YOUR TASK.
Scanning the entries below, copy every line that contains the word "crates".

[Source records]
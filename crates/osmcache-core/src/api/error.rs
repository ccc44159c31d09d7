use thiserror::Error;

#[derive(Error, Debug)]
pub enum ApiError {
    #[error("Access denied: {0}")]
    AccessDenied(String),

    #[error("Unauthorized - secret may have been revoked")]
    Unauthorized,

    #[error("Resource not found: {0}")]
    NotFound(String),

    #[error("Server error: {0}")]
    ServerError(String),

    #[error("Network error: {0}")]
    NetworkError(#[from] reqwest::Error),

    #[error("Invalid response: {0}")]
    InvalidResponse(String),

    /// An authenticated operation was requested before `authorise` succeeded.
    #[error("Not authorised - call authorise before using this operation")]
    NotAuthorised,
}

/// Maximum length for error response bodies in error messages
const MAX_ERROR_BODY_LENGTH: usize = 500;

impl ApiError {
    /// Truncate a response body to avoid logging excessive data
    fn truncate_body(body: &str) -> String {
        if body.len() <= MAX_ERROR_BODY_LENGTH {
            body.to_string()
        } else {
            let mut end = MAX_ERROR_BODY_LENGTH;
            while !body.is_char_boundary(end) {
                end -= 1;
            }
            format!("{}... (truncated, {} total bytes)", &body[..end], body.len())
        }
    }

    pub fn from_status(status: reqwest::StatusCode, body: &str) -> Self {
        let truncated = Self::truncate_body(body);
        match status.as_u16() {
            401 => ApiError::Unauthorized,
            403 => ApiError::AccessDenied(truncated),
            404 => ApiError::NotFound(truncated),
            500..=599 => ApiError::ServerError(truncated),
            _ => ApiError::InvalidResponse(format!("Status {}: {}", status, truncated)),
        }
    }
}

...

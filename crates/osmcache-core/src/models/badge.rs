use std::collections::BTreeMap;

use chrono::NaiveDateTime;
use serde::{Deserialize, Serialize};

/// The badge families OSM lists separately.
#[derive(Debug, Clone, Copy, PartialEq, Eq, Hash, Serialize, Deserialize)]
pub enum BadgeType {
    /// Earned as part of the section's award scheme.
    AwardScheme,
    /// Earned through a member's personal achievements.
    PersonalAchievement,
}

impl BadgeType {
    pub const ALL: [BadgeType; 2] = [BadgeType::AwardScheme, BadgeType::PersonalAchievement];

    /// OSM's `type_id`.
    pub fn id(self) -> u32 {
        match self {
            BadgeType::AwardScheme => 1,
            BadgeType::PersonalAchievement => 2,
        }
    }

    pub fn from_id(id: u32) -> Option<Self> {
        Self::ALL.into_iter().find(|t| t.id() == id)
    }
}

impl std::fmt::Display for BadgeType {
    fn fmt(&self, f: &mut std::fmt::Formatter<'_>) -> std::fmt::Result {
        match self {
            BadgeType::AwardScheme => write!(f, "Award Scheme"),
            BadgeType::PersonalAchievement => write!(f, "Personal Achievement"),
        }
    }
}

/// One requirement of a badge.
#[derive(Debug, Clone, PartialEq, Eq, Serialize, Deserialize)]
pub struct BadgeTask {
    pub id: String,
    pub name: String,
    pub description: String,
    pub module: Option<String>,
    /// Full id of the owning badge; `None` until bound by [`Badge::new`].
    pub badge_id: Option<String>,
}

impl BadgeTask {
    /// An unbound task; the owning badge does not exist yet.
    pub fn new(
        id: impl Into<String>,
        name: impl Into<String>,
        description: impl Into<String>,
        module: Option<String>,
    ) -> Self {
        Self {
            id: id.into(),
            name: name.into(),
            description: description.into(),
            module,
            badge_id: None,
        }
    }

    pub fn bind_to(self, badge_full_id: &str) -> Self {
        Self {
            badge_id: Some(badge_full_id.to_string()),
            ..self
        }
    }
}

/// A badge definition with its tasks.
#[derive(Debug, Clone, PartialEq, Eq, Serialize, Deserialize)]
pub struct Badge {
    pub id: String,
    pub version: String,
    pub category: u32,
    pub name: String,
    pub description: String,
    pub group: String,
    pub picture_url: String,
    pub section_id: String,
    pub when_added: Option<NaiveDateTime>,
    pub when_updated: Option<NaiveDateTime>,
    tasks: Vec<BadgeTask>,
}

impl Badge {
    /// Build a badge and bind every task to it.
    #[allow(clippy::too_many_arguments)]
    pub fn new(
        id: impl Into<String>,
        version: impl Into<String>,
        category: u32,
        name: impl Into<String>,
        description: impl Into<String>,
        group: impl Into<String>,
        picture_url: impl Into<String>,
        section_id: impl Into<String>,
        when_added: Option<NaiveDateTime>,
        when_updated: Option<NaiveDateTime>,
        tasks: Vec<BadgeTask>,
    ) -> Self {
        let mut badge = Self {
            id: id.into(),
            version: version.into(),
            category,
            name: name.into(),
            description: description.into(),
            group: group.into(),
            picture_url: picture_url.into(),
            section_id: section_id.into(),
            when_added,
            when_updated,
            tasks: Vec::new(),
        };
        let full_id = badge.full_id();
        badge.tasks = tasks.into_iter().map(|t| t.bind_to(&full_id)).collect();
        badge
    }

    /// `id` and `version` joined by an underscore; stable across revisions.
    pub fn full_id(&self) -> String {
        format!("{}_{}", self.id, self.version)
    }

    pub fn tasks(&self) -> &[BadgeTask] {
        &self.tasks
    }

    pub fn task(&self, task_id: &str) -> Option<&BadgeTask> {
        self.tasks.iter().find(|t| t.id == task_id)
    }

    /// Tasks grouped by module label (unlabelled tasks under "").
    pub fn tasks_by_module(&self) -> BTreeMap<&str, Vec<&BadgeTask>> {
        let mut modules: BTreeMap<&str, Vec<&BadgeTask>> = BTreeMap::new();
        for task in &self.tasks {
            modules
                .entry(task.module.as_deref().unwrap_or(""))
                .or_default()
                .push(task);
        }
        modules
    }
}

...

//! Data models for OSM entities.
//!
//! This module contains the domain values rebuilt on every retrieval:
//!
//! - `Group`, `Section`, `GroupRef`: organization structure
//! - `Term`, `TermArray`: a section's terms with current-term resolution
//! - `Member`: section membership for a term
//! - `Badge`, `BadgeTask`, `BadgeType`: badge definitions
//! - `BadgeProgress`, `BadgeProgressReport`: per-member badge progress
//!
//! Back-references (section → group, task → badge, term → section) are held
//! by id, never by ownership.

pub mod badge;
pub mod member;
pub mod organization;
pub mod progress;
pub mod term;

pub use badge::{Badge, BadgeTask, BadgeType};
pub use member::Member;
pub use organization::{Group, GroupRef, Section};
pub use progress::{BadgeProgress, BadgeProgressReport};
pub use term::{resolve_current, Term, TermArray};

THE COMPLETED TASK.
filename crates/osmcache-core/src/api/error.rs
filename crates/osmcache-core/src/models/badge.rs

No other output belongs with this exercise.